The CJEU provides additional context regarding what should be considered as an industrially manufactured medicinal product according to Directive 2001/83/EC

Judgment of the Court of Justice of the European Union (CJEU) of 26 October 2016 (Case C-276/15), Hecht-Pharma

Juan Suárez

CAPSULAS Nº 176

Background

Hohenzollern Apotheke (HA), a German pharmacy, produces medicinal products without having a marketing authorisation (MA) under the German law, which excludes medicinal products frequently prescribed by doctors and dentists from requiring said authorisation, when the essential manufacturing steps for such products are carried out in a pharmacy and are to be dispensed to the pharmacy’s users, and up to 100 packages per day.

Hecht-Pharma asked the German Courts to order HA to refrain from promoting the aforementioned activities in Germany, alleging that Directive 2001/83/EC prohibits the promotion of medicinal products that do not have a MA pursuant to Community law.

In Germany, the ban on promotion of magistral and officinal formulae is not absolute, as it is in Spain, and only affects products that are required to have a MA on a mandatory basis and yet do not have one. In this context, the German Court referred the case to the CJEU for a preliminary ruling to clarify whether the medicinal products produced by HA required a MA.

Conclusions of the CJEU

The CJEU started by reiterating that only medicinal products manufactured industrially or whose production involves an industrial process, characterised as a succession of mechanical or chemical operations designed to produce a significant quantity of a standardised product, are subject to the Directive, and therefore require a MA. Although these criteria should be assessed by the local Court, the CJEU ruled that in the present case, it would appear that the medicinal products are not produced industrially by an entity operating on a large scale.

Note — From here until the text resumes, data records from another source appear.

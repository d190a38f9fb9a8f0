//! The sense-decide-actuate loop.

use core::fmt::Write;

use derive_more::derive::Display;
use embedded_hal::digital::InputPin;
use embedded_hal::pwm::SetDutyCycle;
use embedded_hal_async::delay::DelayNs;

use crate::log::{debug, info};
use crate::{
    AnalogInput, CYCLE_PERIOD_MS, Mode, ModeSwitch, Never, Result, ServoPair, VswrSource,
    scale_to_degrees,
};

/// What one control cycle read and commanded. Its `Display` form is the diagnostic line.
#[derive(Clone, Copy, Debug, Display, Eq, PartialEq)]
pub enum CycleReport {
    #[display(
        "MANUAL: tx_dial={tx_dial}, tx_angle={tx_angle}, ant_dial={ant_dial}, ant_angle={ant_angle}"
    )]
    Manual {
        tx_dial: i32,
        tx_angle: u8,
        ant_dial: i32,
        ant_angle: u8,
    },
    #[display("AUTOMATED: vswr={vswr}, tx_angle={tx_angle}")]
    Automated { vswr: i32, tx_angle: u8 },
}

impl CycleReport {
    #[must_use]
    pub const fn mode(&self) -> Mode {
        match self {
            Self::Manual { .. } => Mode::Manual,
            Self::Automated { .. } => Mode::Automated,
        }
    }
}

/// Owns everything the loop touches.
///
/// That is the inputs, the servo pair, the VSWR source, the diagnostic output and the current
/// mode.
pub struct Controller<Switch, TxDial, AntDial, TxPwm, AntPwm, Vswr, Out> {
    switch: ModeSwitch<Switch>,
    tx_dial: TxDial,
    ant_dial: AntDial,
    servos: ServoPair<TxPwm, AntPwm>,
    vswr: Vswr,
    out: Out,
    mode: Mode,
}

impl<Switch, TxDial, AntDial, TxPwm, AntPwm, Vswr, Out>
    Controller<Switch, TxDial, AntDial, TxPwm, AntPwm, Vswr, Out>
where
    Switch: InputPin,
    TxDial: AnalogInput,
    AntDial: AnalogInput,
    TxPwm: SetDutyCycle,
    AntPwm: SetDutyCycle,
    Vswr: VswrSource,
    Out: Write,
{
    #[must_use]
    pub const fn new(
        switch: ModeSwitch<Switch>,
        tx_dial: TxDial,
        ant_dial: AntDial,
        servos: ServoPair<TxPwm, AntPwm>,
        vswr: Vswr,
        out: Out,
    ) -> Self {
        Self {
            switch,
            tx_dial,
            ant_dial,
            servos,
            vswr,
            out,
            mode: Mode::Manual,
        }
    }

    /// Run one cycle per [`CYCLE_PERIOD_MS`], forever.
    ///
    /// # Errors
    /// Returns the first error a cycle hits; that is the only way out of the loop.
    pub async fn run<D: DelayNs>(&mut self, delay: &mut D) -> Result<Never> {
        info!("controller running, period={}ms", CYCLE_PERIOD_MS);
        loop {
            self.step()?;
            delay.delay_ms(CYCLE_PERIOD_MS).await;
        }
    }

    /// Read the mode switch and run the matching handler once.
    ///
    /// The mode is re-read every cycle; nothing carries over from the previous one.
    ///
    /// # Errors
    /// Returns an error if the switch, a dial, the VSWR source or a servo channel fails.
    pub fn step(&mut self) -> Result<CycleReport> {
        let mode = self.switch.read_mode()?;
        if mode != self.mode {
            info!("mode {} -> {}", self.mode, mode);
            self.mode = mode;
        }
        match mode {
            Mode::Manual => self.manual_cycle(),
            Mode::Automated => self.automated_cycle(),
        }
    }

    /// Position each servo from its dial.
    ///
    /// # Errors
    /// Returns an error if a dial cannot be read or a servo channel rejects the write.
    pub fn manual_cycle(&mut self) -> Result<CycleReport> {
        let tx_dial = self.tx_dial.read_raw()?;
        let ant_dial = self.ant_dial.read_raw()?;

        let tx_angle = scale_to_degrees(tx_dial);
        let ant_angle = scale_to_degrees(ant_dial);

        self.servos.set_degrees_tx(i32::from(tx_angle))?;
        self.servos.set_degrees_ant(i32::from(ant_angle))?;

        Ok(self.emit(CycleReport::Manual {
            tx_dial,
            tx_angle,
            ant_dial,
            ant_angle,
        }))
    }

    /// Placeholder control law.
    ///
    /// The tx servo tracks the VSWR reading on the dial scale and the ant servo is parked at 0°.
    ///
    /// # Errors
    /// Returns an error if the VSWR source cannot be sampled or a servo channel rejects the
    /// write.
    pub fn automated_cycle(&mut self) -> Result<CycleReport> {
        let vswr = self.vswr.sample()?;
        let tx_angle = scale_to_degrees(vswr);

        self.servos.set_degrees_tx(i32::from(tx_angle))?;
        self.servos.set_degrees_ant(0)?;

        Ok(self.emit(CycleReport::Automated { vswr, tx_angle }))
    }

    /// Drive both servos to their 0° reference.
    ///
    /// # Errors
    /// Returns [`Error::Pwm`](crate::Error::Pwm) if a servo channel rejects the write.
    pub fn home(&mut self) -> Result<()> {
        info!("homing servos");
        self.servos.home()
    }

    /// Write the diagnostic line. A failed write drops the line; the cycle still stands.
    fn emit(&mut self, report: CycleReport) -> CycleReport {
        if write!(self.out, "{report}\r\n").is_err() {
            debug!("diagnostic line dropped");
        }
        report
    }

    /// Mode selected by the most recent cycle ([`Mode::Manual`] before the first).
    #[must_use]
    pub const fn mode(&self) -> Mode {
        self.mode
    }

    #[must_use]
    pub const fn servos(&self) -> &ServoPair<TxPwm, AntPwm> {
        &self.servos
    }

    #[must_use]
    pub const fn vswr(&self) -> &Vswr {
        &self.vswr
    }

    #[must_use]
    pub const fn output(&self) -> &Out {
        &self.out
    }
}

The CJEU went on to add that, even if the local Court has a different interpretation of the circumstances of the case, the medicinal products produced by HA would be classified as officinal formulae, which, along with magistral formulae, are excluded from the Directive’s scope of application. The CJEU did not question the correctness of the German law that allows that a pharmacy, such as HA, takes charge of the essential phases of the production of a medicinal product and; therefore, seemingly permitting that other phases of such production are outsourced by the pharmacy to third parties.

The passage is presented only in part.